Much to her delight, she succeeded in securing a placement and finally got the chance to meet the woman who had been her role model for so long - although she hadn't expected to reduce this hardened politician to tears.

"As 'Clinterns', most of us had no access to her at all and I met her by pure chance one day and got to tell her my story.

"I told her about seeing her when I was 11 and being inspired by her and she started to cry and said that she couldn't believe that a girl from Belfast was in her office.

"The next day, I came into the packed intern office on Capitol Hill, still on a high from my meeting with Hillary, when an aide came into the office and said, 'Senator Clinton wants to see the Irish girl'. All heads turned to me and the next thing I knew I was being brought down a corridor in the Russell Building and her aide pushed the door open and Hillary said: 'Here she is now. Caroline, this is your new Executive'. And she was sitting with the First Minister, Peter Robinson, and Deputy First Minister, Martin McGuinness."

Caroline returned to Dublin to finish her degree, went on to study law and moved to London, where she worked with a top legal firm as a barrister.

Always determined to follow in her role model's footsteps, she left law in 2011 to work with the three SDLP MPs as a researcher and writer at Westminster. Last year, she became special advisor to the party's leader, Dr McDonnell.

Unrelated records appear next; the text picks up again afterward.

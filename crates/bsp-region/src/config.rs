//! Tolerances and recursion limits for region construction.
//!
//! # Presets
//!
//! - [`RegionConfig::default()`] - balanced settings for analytic inputs
//! - [`RegionConfig::for_meshes()`] - looser tolerance for triangulated or scanned data
//! - [`RegionConfig::strict()`] - tight tolerance and a shallow depth limit
//!
//! ```
//! use bsp_region::RegionConfig;
//!
//! let config = RegionConfig::for_meshes().with_max_depth(512);
//! assert_eq!(config.max_depth, 512);
//! ```

use crate::error::{RegionError, RegionResult};

/// Default distance below which two points or hyperplanes are considered identical.
pub const DEFAULT_TOLERANCE: f64 = 1.0e-10;

/// Default bound on tree depth accepted by the recursive algorithms.
pub const DEFAULT_MAX_DEPTH: usize = 2048;

/// Settings shared by region construction and region algebra.
#[derive(Debug, Clone, Copy, PartialEq)]
pub struct RegionConfig {
    /// Tolerance handed to the regions built with this configuration.
    pub tolerance: f64,

    /// Deepest tree the recursive algorithms (merge, split, classification,
    /// boundary characterization) are allowed to descend.
    /// Stack usage grows linearly with depth.
    pub max_depth: usize,
}

impl Default for RegionConfig {
    fn default() -> Self {
        Self {
            tolerance: DEFAULT_TOLERANCE,
            max_depth: DEFAULT_MAX_DEPTH,
        }
    }
}

impl RegionConfig {
    /// Configuration for triangulated meshes, whose vertices rarely sit
    /// exactly on shared planes.
    #[must_use]
    pub fn for_meshes() -> Self {
        Self {
            tolerance: 1.0e-8,
            ..Self::default()
        }
    }

    /// Tight tolerance and a shallow depth limit.
    #[must_use]
    pub fn strict() -> Self {
        Self {
            tolerance: 1.0e-12,
            max_depth: 256,
        }
    }

    /// Sets the tolerance.
    #[must_use]
    pub fn with_tolerance(mut self, tolerance: f64) -> Self {
        self.tolerance = tolerance;
        self
    }

    /// Sets the depth limit.
    #[must_use]
    pub fn with_max_depth(mut self, max_depth: usize) -> Self {
        self.max_depth = max_depth;
        self
    }

    /// Fails when `depth` is beyond the configured limit.
    pub fn check_depth(&self, depth: usize) -> RegionResult<()> {
        if depth > self.max_depth {
            return Err(RegionError::DepthLimitExceeded {
                depth,
                limit: self.max_depth,
            });
        }
        Ok(())
    }
}

#[cfg(test)]
mod tests {
    use super::*;

    #[test]
    fn presets_differ_in_tolerance() {
        assert!(RegionConfig::for_meshes().tolerance > RegionConfig::default().tolerance);
        assert!(RegionConfig::strict().tolerance < RegionConfig::default().tolerance);
    }

    #[test]
    fn depth_check() {
        let config = RegionConfig::default().with_max_depth(3);
        assert!(config.check_depth(3).is_ok());
        assert_eq!(
            config.check_depth(4),
            Err(RegionError::DepthLimitExceeded { depth: 4, limit: 3 })
        );
    }
}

"I enjoy the courtroom, but no one who knows me will be surprised that I have gone into politics. Growing up, all my friends would have constantly asked, 'What's the crack with you and politics', because I was always watching and reading about it and lapping it all up.

"I love being around political events and when you look back and see the changes that have happened in our society, I think we should be proud that we've done well and that has been with the help of people like the Clintons."

Caroline is familiar with the many scandals and controversies which at times clouded the Clinton administration. But she has nothing but admiration for the way in which Hillary has survived the many storms.

"You've just got to look at Bill Clinton's record. He had a second term in the White House. The proof is in the pudding. Despite the allegations and scandals, he left office with a high approval rating," she says.

"What he did domestically put the American economy back on track and what he did in the Middle East and Northern Ireland gave him a record he can look back on with pride. Very few politicians can do that.

"Hillary had to weather the storms, too. You really have to believe in something to continue to put yourself through it and she obviously does. She inspires people to do better and women to be whatever they want to be."